Goal of the exercise: Give back exactly the first lines of the entries below, through the line with "The conversation ended.".

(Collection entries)
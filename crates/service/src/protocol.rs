// Copyright (C) 2026 Fred Clausen
// Use of this source code is governed by an MIT-style
// license that can be found in the LICENSE file or at
// https://opensource.org/licenses/MIT.

//! Newline-delimited JSON protocol spoken on stdin/stdout.
//!
//! Every non-blank input line is one message and produces exactly one
//! output line. Malformed input produces `{"error": "..."}` and the loop
//! carries on.
//!
//! Besides conversation events the channel accepts admin changes
//! (`addSeller`, `setStatus`, ...). They are applied to the running desk
//! and answered with the updated seller, so they reach routing at once and
//! are part of the next autosave.

use crate::admin::to_command;
use crate::cli::Commands;
use crate::config::ServiceConfig;
use chrono::{DateTime, Utc};
use cocolu::{Command, ConversationRequest, SellerDesk};
use cocolu_audit::{Actor, Cause};
use cocolu_domain::{BusinessClock, ConversationId, Seller, SellerId, Specialty};
use serde::{Deserialize, Serialize};
use tracing::{debug, info, warn};

const fn enabled_by_default() -> bool {
    true
}

/// An inbound event or admin change.
#[derive(Debug, Clone, PartialEq, Deserialize)]
#[serde(tag = "type", rename_all = "camelCase", rename_all_fields = "camelCase")]
pub enum InboundMessage {
    /// A customer opened (or wrote again in) a conversation.
    NewConversation {
        conversation_id: String,
        #[serde(default)]
        requested_specialty: Option<String>,
    },
    /// The conversation ended.
    CompleteConversation { conversation_id: String },
    /// Move the conversation to `seller_id`, or to the best other seller.
    ReassignConversation {
        conversation_id: String,
        #[serde(default)]
        seller_id: Option<String>,
    },
    /// Register a seller. New sellers work the store's business hours.
    AddSeller {
        name: String,
        #[serde(default)]
        phone: Option<String>,
        #[serde(default)]
        email: Option<String>,
        #[serde(default)]
        specialty: Option<String>,
        #[serde(default)]
        max_clients: Option<i64>,
        #[serde(default)]
        status: Option<String>,
        #[serde(default)]
        rating: Option<f64>,
        #[serde(default)]
        notes: String,
    },
    /// Change profile fields of a seller.
    UpdateSeller {
        seller_id: String,
        #[serde(default)]
        name: Option<String>,
        #[serde(default)]
        phone: Option<String>,
        #[serde(default)]
        email: Option<String>,
        #[serde(default)]
        specialty: Option<String>,
        #[serde(default)]
        notes: Option<String>,
        #[serde(default)]
        max_clients: Option<i64>,
    },
    SetStatus {
        seller_id: String,
        status: String,
    },
    /// Set one weekday (0 = Sunday) of a seller's schedule.
    SetSchedule {
        seller_id: String,
        weekday: i64,
        start_time: String,
        end_time: String,
        #[serde(default = "enabled_by_default")]
        enabled: bool,
    },
    AddDayOff {
        seller_id: String,
        date: String,
        #[serde(default)]
        reason: Option<String>,
    },
    RemoveDayOff {
        seller_id: String,
        date: String,
    },
    SetRating {
        seller_id: String,
        rating: f64,
    },
}

impl InboundMessage {
    /// The admin subcommand an admin change maps to; `None` for
    /// conversation events.
    fn into_admin_change(self) -> Option<Commands> {
        let subcommand: Commands = match self {
            Self::AddSeller {
                name,
                phone,
                email,
                specialty,
                max_clients,
                status,
                rating,
                notes,
            } => Commands::AddSeller {
                name,
                phone,
                email,
                specialty,
                max_clients,
                status,
                rating,
                notes,
            },
            Self::UpdateSeller {
                seller_id,
                name,
                phone,
                email,
                specialty,
                notes,
                max_clients,
            } => Commands::UpdateSeller {
                seller_id,
                name,
                phone,
                email,
                specialty,
                notes,
                max_clients,
            },
            Self::SetStatus { seller_id, status } => Commands::SetStatus { seller_id, status },
            Self::SetSchedule {
                seller_id,
                weekday,
                start_time,
                end_time,
                enabled,
            } => Commands::SetSchedule {
                seller_id,
                weekday,
                start: start_time,
                end: end_time,
                disabled: !enabled,
            },
            Self::AddDayOff {
                seller_id,
                date,
                reason,
            } => Commands::AddDayOff {
                seller_id,
                date,
                reason,
            },
            Self::RemoveDayOff { seller_id, date } => Commands::RemoveDayOff { seller_id, date },
            Self::SetRating { seller_id, rating } => Commands::SetRating { seller_id, rating },
            Self::NewConversation { .. }
            | Self::CompleteConversation { .. }
            | Self::ReassignConversation { .. } => return None,
        };
        Some(subcommand)
    }
}

/// Where a conversation went.
#[derive(Debug, Clone, PartialEq, Eq, Serialize)]
#[serde(rename_all = "camelCase")]
pub struct AssignmentResponse {
    pub conversation_id: ConversationId,
    /// `null` when nobody is available.
    pub seller_id: Option<SellerId>,
    /// Whether the store is closed right now.
    pub outside_business_hours: bool,
    /// When the store opens next, if it is closed.
    #[serde(skip_serializing_if = "Option::is_none")]
    pub next_opening: Option<DateTime<Utc>>,
}

/// Which seller a completed conversation released.
#[derive(Debug, Clone, PartialEq, Eq, Serialize)]
#[serde(rename_all = "camelCase")]
pub struct CompletionResponse {
    pub conversation_id: ConversationId,
    pub released_seller_id: SellerId,
}

/// The seller after an admin change.
#[derive(Debug, Clone, PartialEq, Serialize)]
pub struct SellerResponse {
    pub seller: Seller,
}

/// A rejected line.
#[derive(Debug, Clone, PartialEq, Eq, Serialize)]
pub struct ErrorResponse {
    pub error: String,
}

/// One output line.
#[derive(Debug, Clone, PartialEq, Serialize)]
#[serde(untagged)]
pub enum OutboundMessage {
    Assignment(AssignmentResponse),
    Completion(CompletionResponse),
    Seller(Box<SellerResponse>),
    Error(ErrorResponse),
}

impl OutboundMessage {
    fn error(message: impl Into<String>) -> Self {
        Self::Error(ErrorResponse {
            error: message.into(),
        })
    }
}

/// Handles one parsed message.
#[must_use]
pub fn handle_message(
    desk: &SellerDesk,
    config: &ServiceConfig,
    message: InboundMessage,
    now: DateTime<Utc>,
) -> OutboundMessage {
    match message {
        InboundMessage::NewConversation {
            conversation_id,
            requested_specialty,
        } => {
            let request: ConversationRequest = ConversationRequest::new(
                ConversationId::new(&conversation_id),
                requested_specialty.as_deref().map(Specialty::new),
            );
            let seller_id: Option<SellerId> = desk.handle_new_conversation(&request, now);
            assignment_response(config, request.conversation_id, seller_id, now)
        }
        InboundMessage::CompleteConversation { conversation_id } => {
            let conversation_id: ConversationId = ConversationId::new(&conversation_id);
            match desk.complete_conversation(&conversation_id, now) {
                Ok(released_seller_id) => OutboundMessage::Completion(CompletionResponse {
                    conversation_id,
                    released_seller_id,
                }),
                Err(err) => OutboundMessage::error(err.to_string()),
            }
        }
        InboundMessage::ReassignConversation {
            conversation_id,
            seller_id,
        } => {
            let conversation_id: ConversationId = ConversationId::new(&conversation_id);
            let target: Option<SellerId> = seller_id.as_deref().map(SellerId::new);
            match desk.reassign_conversation(&conversation_id, target.as_ref(), now) {
                Ok(seller_id) => assignment_response(config, conversation_id, seller_id, now),
                Err(err) => OutboundMessage::error(err.to_string()),
            }
        }
        admin => apply_admin_change(desk, config, admin, now),
    }
}

fn channel_actor() -> Actor {
    Actor::new(String::from("message-channel"), String::from("admin"))
}

fn channel_cause(action: &str, now: DateTime<Utc>) -> Cause {
    Cause::new(
        format!("msg-{}", now.timestamp_millis()),
        format!("Message channel {action}"),
    )
}

fn apply_admin_change(
    desk: &SellerDesk,
    config: &ServiceConfig,
    message: InboundMessage,
    now: DateTime<Utc>,
) -> OutboundMessage {
    let Some(subcommand) = message.into_admin_change() else {
        return OutboundMessage::error("Not an admin change");
    };
    let command: Command = match to_command(subcommand, &config.business_hours) {
        Ok(Some(command)) => command,
        Ok(None) => return OutboundMessage::error("Not an admin change"),
        Err(err) => return OutboundMessage::error(err.to_string()),
    };

    let action: &'static str = command.name();
    match desk.execute(command, channel_actor(), channel_cause(action, now)) {
        Ok(seller) => {
            info!(seller_id = %seller.id, action, "Applied admin change from message channel");
            OutboundMessage::Seller(Box::new(SellerResponse { seller }))
        }
        Err(err) => OutboundMessage::error(err.to_string()),
    }
}

fn assignment_response(
    config: &ServiceConfig,
    conversation_id: ConversationId,
    seller_id: Option<SellerId>,
    now: DateTime<Utc>,
) -> OutboundMessage {
    let clock: &BusinessClock = &config.desk.clock;
    let open: bool = config.business_hours.is_open(now, clock);
    OutboundMessage::Assignment(AssignmentResponse {
        conversation_id,
        seller_id,
        outside_business_hours: !open,
        next_opening: if open {
            None
        } else {
            config.business_hours.next_opening(now, clock)
        },
    })
}

/// Handles one raw input line.
///
/// # Returns
///
/// The encoded response, or `None` for a blank line.
#[must_use]
pub fn handle_line(
    desk: &SellerDesk,
    config: &ServiceConfig,
    line: &str,
    now: DateTime<Utc>,
) -> Option<String> {
    let line: &str = line.trim();
    if line.is_empty() {
        return None;
    }

    let response: OutboundMessage = match serde_json::from_str::<InboundMessage>(line) {
        Ok(message) => {
            debug!(?message, "Inbound message");
            handle_message(desk, config, message, now)
        }
        Err(err) => {
            warn!(error = %err, "Malformed inbound line");
            OutboundMessage::error(format!("Malformed message: {err}"))
        }
    };

    Some(serde_json::to_string(&response).unwrap_or_else(|err| {
        warn!(error = %err, "Could not encode response");
        String::from(r#"{"error":"Could not encode response"}"#)
    }))
}
// Copyright (C) 2026 Fred Clausen
// Use of this source code is governed by an MIT-style
// license that can be found in the LICENSE file or at
// https://opensource.org/licenses/MIT.

use crate::{
    BusinessClock, Contact, DaysOff, ScheduleTime, Seller, SellerId, SellerStatus, Specialty,
    WorkSchedule,
};
use chrono::{DateTime, NaiveDate, TimeZone, Utc};

/// Business clock fixed to Caracas (UTC-4, no DST).
pub fn create_test_clock() -> BusinessClock {
    BusinessClock::from_name("America/Caracas").unwrap()
}

/// Instant for a business-local wall-clock time.
pub fn local_instant(
    clock: &BusinessClock,
    date: (i32, u32, u32),
    hour: u32,
    minute: u32,
) -> DateTime<Utc> {
    clock
        .timezone()
        .with_ymd_and_hms(date.0, date.1, date.2, hour, minute, 0)
        .single()
        .unwrap()
        .with_timezone(&Utc)
}

pub fn date(year: i32, month: u32, day: u32) -> NaiveDate {
    NaiveDate::from_ymd_opt(year, month, day).unwrap()
}

pub fn time(value: &str) -> ScheduleTime {
    ScheduleTime::parse(value).unwrap()
}

/// Monday to Friday, 09:00 to 17:00.
pub fn weekday_schedule() -> WorkSchedule {
    WorkSchedule::uniform(&[1, 2, 3, 4, 5], time("09:00"), time("17:00")).unwrap()
}

/// An available seller working weekdays 09:00-17:00 with room for 5 clients.
pub fn create_test_seller(number: u64) -> Seller {
    Seller {
        id: SellerId::from_number(number),
        name: format!("Seller {number}"),
        contact: Contact::default(),
        notes: String::new(),
        specialty: Specialty::general(),
        status: SellerStatus::Available,
        max_clients: 5,
        current_clients: 0,
        rating: 5.0,
        work_schedule: weekday_schedule(),
        days_off: DaysOff::new(),
        registered_seq: number,
    }
}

Exercise answer:
filename crates/service/src/protocol.rs
// Copyright (C) 2026 Fred Clausen
// Use of this source code is governed by an MIT-style
// license that can be found in the LICENSE file or at
// https://opensource.org/licenses/MIT.

//! Newline-delimited JSON protocol spoken on stdin/stdout.
//!
//! Every non-blank input line is one message and produces exactly one
//! output line. Malformed input produces `{"error": "..."}` and the loop
//! carries on.
//!
//! Besides conversation events the channel accepts admin changes
//! (`addSeller`, `setStatus`, ...). They are applied to the running desk
//! and answered with the updated seller, so they reach routing at once and
//! are part of the next autosave.

use crate::admin::to_command;
use crate::cli::Commands;
use crate::config::ServiceConfig;
use chrono::{DateTime, Utc};
use cocolu::{Command, ConversationRequest, SellerDesk};
use cocolu_audit::{Actor, Cause};
use cocolu_domain::{BusinessClock, ConversationId, Seller, SellerId, Specialty};
use serde::{Deserialize, Serialize};
use tracing::{debug, info, warn};

const fn enabled_by_default() -> bool {
    true
}

/// An inbound event or admin change.
#[derive(Debug, Clone, PartialEq, Deserialize)]
#[serde(tag = "type", rename_all = "camelCase", rename_all_fields = "camelCase")]
pub enum InboundMessage {
    /// A customer opened (or wrote again in) a conversation.
    NewConversation {
        conversation_id: String,
        #[serde(default)]
        requested_specialty: Option<String>,
    },
    /// The conversation ended.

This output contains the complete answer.